Aeropuertos y Servicios Auxiliares (ASA) inició un proceso de cabildeo para recuperar el control administrativo y operativo del Aeropuerto Internacional de la Ciudad de México (AICM), el cual quedó fuera de su ámbito gerencial desde mayo de 1998.
Más que buscar el relevo de Héctor Velázquez, lo que al interior de la Secretaría de Comunicaciones y Transportes (SCT) se pretende es institucionalizar la operación de la terminal del DF, que parecería se mueve con autonomía y discrecionalidad.
El objetivo de la dependencia a cargo de Dionisio Pérez-Jácome, y concretamente de Gilberto López Meyer, el titular de ASA, es reestructurar la empresa que da cabida al aeropuerto capitalino, hoy constituida en una sociedad controladora independiente.
Esa holding se denomina Grupo Aeroportuario Ciudad de México, la cual fue conformada en mayo de 1998 bajo el supuesto de que sería privatizada. Se creó a la par de los grupos aeroportuarios Sureste, Pacífico y Centro-Norte, que sí se vendieron.
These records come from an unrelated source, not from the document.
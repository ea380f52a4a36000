//! Voxelwise one-sample fitting over a sequence of images.
//!
//! [`ImageOneSample`] is built from a [`OneSampleInput`] (plain images, or
//! image/weight-image pairs, plus optional prior images) and a
//! [`OneSampleOptions`]. Construction validates everything and opens every
//! output; [`ImageOneSample::fit`] then walks the grid once:
//!
//! 1. resolve weights and priors at the position,
//! 2. read the value vector at the position,
//! 3. fit,
//! 4. hand the results to every output channel at the position.
//!
//! Numerically degenerate positions are written as NaN and counted in the
//! returned [`FitSummary`]; they never stop the run.

use std::path::{Path, PathBuf};

use serde::{Deserialize, Serialize};
use vx_core::{Error, Grid, ImageSource, OutputVolume, Result};
use vx_inference::{FitConfig, OneSample, WeightKind, Which};

use crate::output::{OutputChannel, Statistic};
use crate::raw::{DataType, RawVolumeWriter, check_target};
use crate::stream::ImageSequence;
use crate::weights::WeightResolver;

/// Run options. Every field has a default; see [`OneSampleOptions::default`].
#[derive(Debug, Clone, PartialEq, Serialize, Deserialize)]
#[serde(default)]
pub struct OneSampleOptions {
    /// `mean` writes t/sd/effect, `varatio` writes varatio/varfix.
    pub which: Which,
    /// Write the t map (mean mode).
    pub t: bool,
    /// Write the standard deviation map (mean mode).
    pub sd: bool,
    /// Write the effect (mean) map (mean mode).
    pub mean: bool,
    /// Write the variance-ratio map (varatio mode).
    pub est_varatio: bool,
    /// Write the fixed-variance map (varatio mode).
    pub est_varfix: bool,
    /// Output directory, created if absent.
    pub path: PathBuf,
    /// Output file extension, including the dot.
    pub ext: String,
    /// Prefix prepended to every output file stem.
    pub prefix: String,
    /// Overwrite existing outputs.
    pub clobber: bool,
    /// Interpretation of weight images.
    pub weight_kind: WeightKind,
    /// Element type of output volumes.
    pub dtype: DataType,
    /// Estimate the residual scale from the data.
    pub use_scale: bool,
    /// Variance-ratio EM iteration cap.
    pub max_iter: usize,
    /// Variance-ratio EM relative tolerance.
    pub tol: f64,
}

impl Default for OneSampleOptions {
    fn default() -> Self {
        let fit = FitConfig::default();
        Self {
            which: Which::Mean,
            t: true,
            sd: true,
            mean: true,
            est_varatio: true,
            est_varfix: true,
            path: PathBuf::from("onesample"),
            ext: ".img".to_string(),
            prefix: String::new(),
            clobber: false,
            weight_kind: WeightKind::Std,
            dtype: DataType::F32,
            use_scale: fit.use_scale,
            max_iter: fit.max_iter,
            tol: fit.tol,
        }
    }
}

impl OneSampleOptions {
    /// Load options from a JSON file; missing fields take their defaults.
    pub fn from_json_file(path: impl AsRef<Path>) -> Result<Self> {
        let json = std::fs::read_to_string(path)?;
        Ok(serde_json::from_str(&json)?)
    }

    /// Statistics written under these options, in output order.
    pub fn statistics(&self) -> Vec<Statistic> {
        let wanted = match self.which {
            Which::Mean => vec![
                (self.t, Statistic::T),
                (self.sd, Statistic::Sd),
                (self.mean, Statistic::Mean),
            ],
            Which::Varatio => {
                vec![(self.est_varatio, Statistic::Varatio), (self.est_varfix, Statistic::Varfix)]
            }
        };
        wanted.into_iter().filter(|&(on, _)| on).map(|(_, s)| s).collect()
    }

    /// Fitter settings.
    pub fn fit_config(&self) -> FitConfig {
        FitConfig { use_scale: self.use_scale, max_iter: self.max_iter, tol: self.tol }
    }

    /// Output path of `statistic`.
    pub fn output_path(&self, statistic: Statistic) -> PathBuf {
        statistic.output_path(&self.path, &self.prefix, &self.ext)
    }

    /// Reject options that cannot produce a run.
    pub fn validate(&self) -> Result<()> {
        if self.statistics().is_empty() {
            return Err(Error::Configuration(format!(
                "no outputs enabled for which={:?}",
                self.which
            )));
        }
        if self.ext.is_empty() {
            return Err(Error::Configuration("ext must not be empty".to_string()));
        }
        if self.max_iter == 0 {
            return Err(Error::Configuration("max_iter must be > 0".to_string()));
        }
        if !(self.tol.is_finite() && self.tol > 0.0) {
            return Err(Error::Configuration("tol must be positive and finite".to_string()));
        }
        Ok(())
    }
}

/// Images to fit, with optional weight and prior images.
pub struct OneSampleInput {
    images: Vec<Box<dyn ImageSource>>,
    weights: Option<Vec<Box<dyn ImageSource>>>,
    varatio_prior: Option<Box<dyn ImageSource>>,
    varfix_prior: Option<Box<dyn ImageSource>>,
}

impl OneSampleInput {
    /// Unweighted images (equal variances).
    pub fn images(images: Vec<Box<dyn ImageSource>>) -> Self {
        Self { images, weights: None, varatio_prior: None, varfix_prior: None }
    }

    /// (image, weight image) pairs.
    pub fn weighted(pairs: Vec<(Box<dyn ImageSource>, Box<dyn ImageSource>)>) -> Self {
        let (images, weights) = pairs.into_iter().unzip();
        Self { images, weights: Some(weights), varatio_prior: None, varfix_prior: None }
    }

    /// Images and weight images given as two lists of equal length.
    pub fn with_weights(
        images: Vec<Box<dyn ImageSource>>,
        weights: Vec<Box<dyn ImageSource>>,
    ) -> Result<Self> {
        if images.len() != weights.len() {
            return Err(Error::Configuration(format!(
                "{} images but {} weight images",
                images.len(),
                weights.len()
            )));
        }
        Ok(Self::weighted(images.into_iter().zip(weights).collect()))
    }

    /// Variance-ratio prior image.
    pub fn with_varatio_prior(mut self, src: Box<dyn ImageSource>) -> Self {
        self.varatio_prior = Some(src);
        self
    }

    /// Fixed-variance prior image.
    pub fn with_varfix_prior(mut self, src: Box<dyn ImageSource>) -> Self {
        self.varfix_prior = Some(src);
        self
    }

    /// Number of input images.
    pub fn len(&self) -> usize {
        self.images.len()
    }

    /// True when no images were given.
    pub fn is_empty(&self) -> bool {
        self.images.is_empty()
    }

    fn into_streams(self, kind: WeightKind) -> Result<(ImageSequence, WeightResolver)> {
        let (images, mut resolver) = match self.weights {
            Some(weights) => {
                let (images, weights) =
                    ImageSequence::paired(self.images.into_iter().zip(weights).collect())?;
                (images, WeightResolver::weighted(weights, kind))
            }
            None => (ImageSequence::new(self.images)?, WeightResolver::unweighted()),
        };
        if let Some(src) = self.varatio_prior {
            resolver = resolver.with_varatio_prior(images.grid(), src)?;
        }
        if let Some(src) = self.varfix_prior {
            resolver = resolver.with_varfix_prior(images.grid(), src)?;
        }
        Ok((images, resolver))
    }
}

/// Outcome of a completed run.
#[derive(Debug, Clone, PartialEq, Serialize, Deserialize)]
pub struct FitSummary {
    /// Model component fitted.
    pub which: Which,
    /// Number of input images.
    pub n_images: usize,
    /// Number of positions visited (and written by every channel).
    pub n_positions: usize,
    /// Whether weight images were used.
    pub weighted: bool,
    /// Statistics written, in output order.
    pub statistics: Vec<Statistic>,
    /// Positions whose statistics came out NaN.
    pub n_degenerate: usize,
    /// Positions where the variance-ratio EM hit its iteration cap.
    pub n_not_converged: usize,
}

/// Voxelwise one-sample fit streaming into one output volume per statistic.
pub struct ImageOneSample<V = RawVolumeWriter> {
    images: ImageSequence,
    resolver: WeightResolver,
    fitter: OneSample,
    which: Which,
    channels: Vec<OutputChannel<V>>,
}

impl ImageOneSample<RawVolumeWriter> {
    /// Validate `input` and `options` and create the output files.
    ///
    /// Every output target is checked before any file is created, so a
    /// clobber conflict leaves the output directory untouched.
    pub fn new(input: OneSampleInput, options: &OneSampleOptions) -> Result<Self> {
        options.validate()?;
        for statistic in options.statistics() {
            check_target(&options.output_path(statistic), options.clobber)?;
        }
        Self::with_volumes(input, options, |statistic, grid| {
            std::fs::create_dir_all(&options.path)?;
            RawVolumeWriter::create(
                options.output_path(statistic),
                grid,
                options.dtype,
                options.clobber,
            )
        })
    }
}

impl<V: OutputVolume> ImageOneSample<V> {
    /// Validate `input` and `options`, then open one volume per enabled
    /// statistic through `open`.
    ///
    /// `options.path`, `ext`, `prefix`, `clobber` and `dtype` are left to
    /// `open`.
    pub fn with_volumes<F>(
        input: OneSampleInput,
        options: &OneSampleOptions,
        mut open: F,
    ) -> Result<Self>
    where
        F: FnMut(Statistic, &Grid) -> Result<V>,
    {
        options.validate()?;
        let (images, resolver) = input.into_streams(options.weight_kind)?;

        let mut channels = Vec::new();
        for statistic in options.statistics() {
            let volume = open(statistic, images.grid())?;
            if !volume.grid().same_geometry(images.grid()) {
                return Err(Error::Configuration(format!(
                    "output '{}' has shape {:?}, inputs have {:?}",
                    statistic.name(),
                    volume.grid().shape(),
                    images.grid().shape()
                )));
            }
            tracing::debug!(statistic = statistic.name(), "output opened");
            channels.push(OutputChannel::new(statistic, volume));
        }

        Ok(Self {
            images,
            resolver,
            fitter: OneSample::new(options.fit_config()),
            which: options.which,
            channels,
        })
    }

    /// Input geometry.
    pub fn grid(&self) -> &Grid {
        self.images.grid()
    }

    /// Statistics that will be written, in output order.
    pub fn statistics(&self) -> Vec<Statistic> {
        self.channels.iter().map(OutputChannel::statistic).collect()
    }

    /// Run the fit over every position and close the outputs.
    pub fn fit(self) -> Result<FitSummary> {
        self.fit_into().map(|(summary, _)| summary)
    }

    /// Run the fit and return the closed output volumes with the summary.
    pub fn fit_into(mut self) -> Result<(FitSummary, Vec<(Statistic, V)>)> {
        let grid = self.images.grid().clone();
        let n_images = self.images.len();
        let weighted = self.resolver.is_weighted();
        tracing::info!(
            n_images,
            n_positions = grid.n_positions(),
            which = ?self.which,
            weighted,
            n_outputs = self.channels.len(),
            "one-sample fit started"
        );

        let mut y = Vec::with_capacity(n_images);
        let mut n_degenerate = 0usize;
        let mut n_not_converged = 0usize;
        for position in grid.positions() {
            let (weights, priors) = self.resolver.resolve(position)?;
            self.images.read_into(position, &mut y)?;
            let results = self.fitter.fit(&y, &weights, priors, self.which);
            if results.is_degenerate(self.which) {
                n_degenerate += 1;
                tracing::trace!(coords = ?grid.coords(position), n = results.mean.n, "degenerate");
            }
            if results.not_converged() {
                n_not_converged += 1;
                tracing::trace!(coords = ?grid.coords(position), "EM iteration cap reached");
            }
            for channel in self.channels.iter_mut() {
                channel.next(position, &results)?;
            }
        }

        let statistics = self.statistics();
        let volumes = self
            .channels
            .into_iter()
            .map(|ch| {
                let statistic = ch.statistic();
                ch.close().map(|v| (statistic, v))
            })
            .collect::<Result<Vec<_>>>()?;

        if n_degenerate > 0 {
            tracing::warn!(n_degenerate, "positions with degenerate statistics written as NaN");
        }
        if n_not_converged > 0 {
            tracing::warn!(
                n_not_converged,
                max_iter = self.fitter.config().max_iter,
                "variance-ratio estimate did not converge; last iterate written"
            );
        }
        tracing::info!(n_positions = grid.n_positions(), "one-sample fit complete");

        let summary = FitSummary {
            which: self.which,
            n_images,
            n_positions: grid.n_positions(),
            weighted,
            statistics,
            n_degenerate,
            n_not_converged,
        };
        Ok((summary, volumes))
    }
}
El primero, integrado por nueve terminales, se conoce hoy como Asur y es presidido por Fernando Chico Pardo. El segundo de 12 aeropuertos pertenece al GAP, que dirige Fernando Bosque, y el tercero, de 13 unidades, es de OMA, que preside Bernardo Quintana.
El Grupo Aeroportuario Ciudad de México nunca pudo ser privatizado y a estas alturas se duda que sea transferido a un particular, en función de que opera sobresaturado y es más factible construir uno nuevo en la zona de Texcoco. Sin embargo, la indefinición de los gobiernos de Ernesto Zedillo, Vicente Fox y ahora el de Felipe Calderón permitieron que el AICM se manejara muy independiente de ASA, que hasta 1998 mantuvo la operación y administración de los 60 aeropuertos del país.
A la fecha el organismo que comanda López Meyer controla solamente 20 terminales cuya importancia no es tan relevante y mantiene participaciones menores en sociedad con gobiernos como los de Toluca, Querétaro, Puebla y Cuernavaca. No obstante, en el aeropuerto más importante del país, el de la Ciudad de México, su influencia es mínima, lo que ha generado decisiones estratégicas incongruentes entre ambos organismos, como la puesta en operación de Aviacsa o los charters de Mexicana.
Mientras uno avala el reinicio de operaciones, otro las obstaculiza, y ni qué decir de la seguridad, que ha resultado desastrosa en los controles de personas y equipaje y en las fallas de los sistemas de iluminación y de los radares de la terminal.
Asimismo, apunte la ampliación de infraestructura, como la construcción de la Terminal 2 y el Aerotren, de los que ASA siempre se mantuvo al margen por lo escandaloso de su incumplimiento y sobreprecio y cuya responsabilidad recayó en el director del aeropuerto.